While planning for a range of tax and business risks in 2023, consider potential actions in the context of broader macroeconomic conditions and the latest business trends — including ongoing supply chain disruptions, evolving ESG expectations, increasing cost pressure in light of a potential recession and wide-spread digital transformation efforts across the industry.
Combine contextual awareness with a data-driven and technology-enabled approach to help navigate ever-changing tax and regulatory conditions. This might mean assessing the tax repercussions of enterprise-wide technology modernizations and digital transformation initiatives, new forms of ESG value creation or available tax incentives applicable to supply chain changes, all of which may require companies to rethink their global operating models in an effort to achieve more efficiencies.
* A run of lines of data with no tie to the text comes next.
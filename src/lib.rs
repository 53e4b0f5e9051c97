pub mod assets;
pub mod cli;
pub mod config;
pub mod db;
pub mod error;
pub mod extract;
pub mod handlers;
pub mod models;
pub mod validate;

use std::path::PathBuf;
use std::sync::Arc;

use axum::{
    routing::{get, post},
    Router,
};
use db::DbPool;

/// Per-process context handed to every handler.
#[derive(Clone)]
pub struct AppState {
    pub db: DbPool,
    pub template_folder: Arc<PathBuf>,
}

impl AppState {
    pub fn new(db: DbPool, template_folder: impl Into<PathBuf>) -> Self {
        AppState {
            db,
            template_folder: Arc::new(template_folder.into()),
        }
    }
}

pub fn create_app(state: AppState) -> Router {
    Router::new()
        .route("/", get(handlers::web::index))
        .route(
            "/todos",
            get(handlers::api::list_all_todos).post(handlers::api::create_new_todo),
        )
        .route(
            "/categories",
            get(handlers::api::list_all_categories).post(handlers::api::create_new_category),
        )
        .route("/toggle-todo/{id}", post(handlers::api::toggle))
        .layer(
            tower::ServiceBuilder::new()
                .layer(tower_http::trace::TraceLayer::new_for_http())
                .layer(tower_http::compression::CompressionLayer::new()),
        )
        .with_state(state)
}
use axum::extract::{Path, State};
use axum::{http::StatusCode, Json};
use tracing::info;

use crate::db::{create_category, create_todo, list_categories, list_todos, toggle_todo};
use crate::error::AppError;
use crate::extract::ValidJson;
use crate::models::{Category, NewCategory, NewTodo, Todo};
use crate::AppState;

pub async fn list_all_todos(State(state): State<AppState>) -> Result<Json<Vec<Todo>>, AppError> {
    let todos = list_todos(&state.db)?;
    info!(count = todos.len(), "Listed todos");
    Ok(Json(todos))
}

pub async fn create_new_todo(
    State(state): State<AppState>,
    ValidJson(req): ValidJson<NewTodo>,
) -> Result<(StatusCode, Json<i64>), AppError> {
    let id = create_todo(&state.db, &req.task, req.category_id)?;
    info!(id, category_id = req.category_id, task = %req.task, "Created todo");
    Ok((StatusCode::CREATED, Json(id)))
}

pub async fn list_all_categories(
    State(state): State<AppState>,
) -> Result<Json<Vec<Category>>, AppError> {
    let categories = list_categories(&state.db)?;
    info!(count = categories.len(), "Listed categories");
    Ok(Json(categories))
}

pub async fn create_new_category(
    State(state): State<AppState>,
    ValidJson(req): ValidJson<NewCategory>,
) -> Result<(StatusCode, Json<i64>), AppError> {
    let id = create_category(&state.db, &req.name)?;
    info!(id, name = %req.name, "Created category");
    Ok((StatusCode::CREATED, Json(id)))
}

pub async fn toggle(
    State(state): State<AppState>,
    Path(id): Path<i64>,
) -> Result<Json<bool>, AppError> {
    match toggle_todo(&state.db, id)? {
        Some(done) => {
            info!(id, done, "Toggled todo");
            Ok(Json(done))
        }
        None => Err(AppError::NotFound),
    }
}
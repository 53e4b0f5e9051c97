use std::net::SocketAddr;

use tracing::info;

use categodo::cli::{self, Command};
use categodo::{config::Config, create_app, db, AppState};

#[tokio::main]
async fn main() {
    let config = Config::from_env().expect("resolving configuration");

    let rust_log = std::env::var("RUST_LOG").ok();
    tracing_subscriber::fmt()
        .with_env_filter(cli::log_filter(config.debug, rust_log.as_deref()))
        .init();

    let command = Command::parse(std::env::args().skip(1)).unwrap_or_else(|err| {
        eprintln!("{err}; usage: categodo [serve|init-db]");
        std::process::exit(2);
    });

    if command == Command::InitDb {
        cli::init_db(&config).expect("creating database");
        info!(database = %config.database_file, "Initialized database");
        return;
    }

    let db = db::init_db(&config.database_file).expect("initializing database");
    info!(database = %config.database_file, "Opened database");

    let state = AppState::new(db.clone(), config.template_folder.clone());
    let app = create_app(state);
    let addr = SocketAddr::new(config.host, config.port);

    let listener = tokio::net::TcpListener::bind(addr)
        .await
        .unwrap_or_else(|err| panic!("binding {addr}: {err}"));

    info!(debug = config.debug, "running on {addr:?}");

    axum::serve(listener, app)
        .with_graceful_shutdown(shutdown_signal())
        .await
        .expect("failed serving");

    if let Err(err) = db::release(db) {
        tracing::error!(error = %err, "Failed to close database");
    }
}

async fn shutdown_signal() {
    if let Err(err) = tokio::signal::ctrl_c().await {
        tracing::error!(error = %err, "Failed to listen for shutdown signal");
        std::future::pending::<()>().await;
    }
    info!("Shutting down");
}
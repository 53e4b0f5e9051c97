use serde::{Serialize, Serializer};

#[derive(Debug, Clone, PartialEq, Eq, Serialize)]
pub struct Category {
    pub id: i64,
    pub name: String,
}

#[derive(Debug, Clone, PartialEq, Eq, Serialize)]
pub struct Todo {
    pub id: i64,
    pub task: String,
    /// Serialized as `0`/`1`, the way the column stores it.
    #[serde(serialize_with = "flag_as_int")]
    pub done: bool,
    pub category_id: i64,
}

#[derive(Debug, Clone, PartialEq, Eq)]
pub struct NewCategory {
    pub name: String,
}

#[derive(Debug, Clone, PartialEq, Eq)]
pub struct NewTodo {
    pub task: String,
    pub category_id: i64,
}

fn flag_as_int<S: Serializer>(flag: &bool, serializer: S) -> Result<S::Ok, S::Error> {
    serializer.serialize_u8(u8::from(*flag))
}

#[cfg(test)]
mod tests {
    use serde_json::json;

    use super::*;

    #[test]
    fn todo_serializes_done_as_integer() {
        let todo = Todo {
            id: 2,
            task: "Task 2".to_string(),
            done: true,
            category_id: 2,
        };
        assert_eq!(
            serde_json::to_value(&todo).unwrap(),
            json!({"id": 2, "task": "Task 2", "done": 1, "category_id": 2})
        );
    }
}
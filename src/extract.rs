use axum::body::Bytes;
use axum::extract::{FromRequest, Request};
use serde_json::Value;
use tracing::debug;

use crate::error::AppError;
use crate::validate::Validate;

/// A JSON request body that passed validation into `T`.
///
/// Rejects with `MissingBody` when there is no payload (or it is `null`),
/// `MalformedBody` when it is not JSON, `BodyRejected` when it cannot be
/// read at all (e.g. over the size limit), and `Validation` with the full
/// field list otherwise. Nothing reaches the database on rejection.
pub struct ValidJson<T>(pub T);

impl<S, T> FromRequest<S> for ValidJson<T>
where
    S: Send + Sync,
    T: Validate,
{
    type Rejection = AppError;

    async fn from_request(req: Request, state: &S) -> Result<Self, Self::Rejection> {
        let bytes = Bytes::from_request(req, state)
            .await
            .map_err(|err| {
                debug!(error = %err, "Failed to read request body");
                AppError::BodyRejected {
                    status: err.status(),
                    message: err.body_text(),
                }
            })?;

        if bytes.iter().all(u8::is_ascii_whitespace) {
            return Err(AppError::MissingBody);
        }

        let body: Value = serde_json::from_slice(&bytes).map_err(|err| {
            debug!(error = %err, "Rejected malformed JSON body");
            AppError::MalformedBody
        })?;

        if body.is_null() {
            return Err(AppError::MissingBody);
        }

        match T::validate(&body) {
            Ok(value) => Ok(ValidJson(value)),
            Err(errors) => {
                debug!(?errors, "Rejected invalid body");
                Err(AppError::Validation(errors))
            }
        }
    }
}
use axum::response::{IntoResponse, Response};
use axum::{http::StatusCode, Json};
use serde_json::json;
use thiserror::Error;

use crate::validate::FieldError;

#[derive(Debug, Error)]
pub enum AppError {
    #[error("database error: {0}")]
    Database(String),
    #[error("request body is missing")]
    MissingBody,
    #[error("request body is not valid JSON")]
    MalformedBody,
    #[error("validation failed on {} field(s)", .0.len())]
    Validation(Vec<FieldError>),
    #[error("request body rejected: {message}")]
    BodyRejected { status: StatusCode, message: String },
    #[error("not found")]
    NotFound,
}

impl IntoResponse for AppError {
    fn into_response(self) -> Response {
        let (status, message) = match self {
            AppError::Validation(errors) => {
                return (
                    StatusCode::UNPROCESSABLE_ENTITY,
                    Json(json!({ "errors": errors })),
                )
                    .into_response();
            }
            AppError::Database(msg) => {
                tracing::error!(error = %msg, "Database failure");
                (StatusCode::INTERNAL_SERVER_ERROR, msg)
            }
            AppError::MissingBody => (
                StatusCode::BAD_REQUEST,
                "Request body must be a JSON document".to_string(),
            ),
            AppError::MalformedBody => (
                StatusCode::BAD_REQUEST,
                "Request body is not valid JSON".to_string(),
            ),
            AppError::BodyRejected { status, message } => (status, message),
            AppError::NotFound => (StatusCode::NOT_FOUND, "Not found".to_string()),
        };

        (status, Json(json!({ "error": message }))).into_response()
    }
}

impl From<rusqlite::Error> for AppError {
    fn from(err: rusqlite::Error) -> Self {
        AppError::Database(err.to_string())
    }
}

#[derive(Debug, Error)]
pub enum ConfigError {
    #[error("reading {path}: {source}")]
    EnvFile {
        path: String,
        #[source]
        source: dotenvy::Error,
    },
    #[error("invalid value {value:?} for {key}")]
    Invalid { key: &'static str, value: String },
}
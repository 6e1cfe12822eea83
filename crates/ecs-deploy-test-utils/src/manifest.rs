//! Deployment manifest fixtures

use chrono::{TimeZone, Utc};
use ecs_deploy_common::{
    DeploymentManifest, ListenerId, RuleId, TargetGroupId, TaskDefinitionId, ZoneId,
};

/// A complete manifest for `service`, with one rule and domain `<service>.example.com`.
///
/// `created_at` is fixed in the past so a manifest written later for the
/// same service never collides with it.
pub fn sample_manifest(service: &str) -> DeploymentManifest {
    let account = "123456789012";
    let region = "us-east-1";
    DeploymentManifest {
        ecs_cluster: "demo-cluster".to_string(),
        service_name: service.to_string(),
        task_definition: TaskDefinitionId::new(format!(
            "arn:aws:ecs:{region}:{account}:task-definition/{service}-api-task:1"
        )),
        target_group: TargetGroupId::new(format!(
            "arn:aws:elasticloadbalancing:{region}:{account}:targetgroup/{service}/73e2d6bc24d8a067"
        )),
        listener: Some(ListenerId::new(format!(
            "arn:aws:elasticloadbalancing:{region}:{account}:listener/app/demo-alb/50dc6c495c0c9188/f2f7dc8efc522ab2"
        ))),
        rules: vec![RuleId::new(format!(
            "arn:aws:elasticloadbalancing:{region}:{account}:listener-rule/app/demo-alb/50dc6c495c0c9188/f2f7dc8efc522ab2/9683b2d02a6cabee"
        ))],
        domain_name: format!("{service}.example.com"),
        dns_api_token: "cf-sample-token".to_string(),
        dns_zone: ZoneId::new("023e105f4ecef8ad9ca31a8372d0c353"),
        load_balancer_dns_name: Some("demo-alb-1234567890.us-east-1.elb.amazonaws.com".to_string()),
        region: Some(region.to_string()),
        created_at: Utc.with_ymd_and_hms(2026, 1, 2, 3, 4, 5).single(),
    }
}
The same logic applies to the broader risk landscape, from cybersecurity threats — which CM leaders told us they expect to see more frequently in 2023 — to privacy and financial risk.
Why it matters
To help attain more targeted visibility and decision-making capacity, companies should have a framework oriented toward risk mitigation and incident response, supported by tax-sensitized data and insights. Incorporating this type of framework into the strategic planning process can result in greater agility and resilience, despite uncertainty and complexity.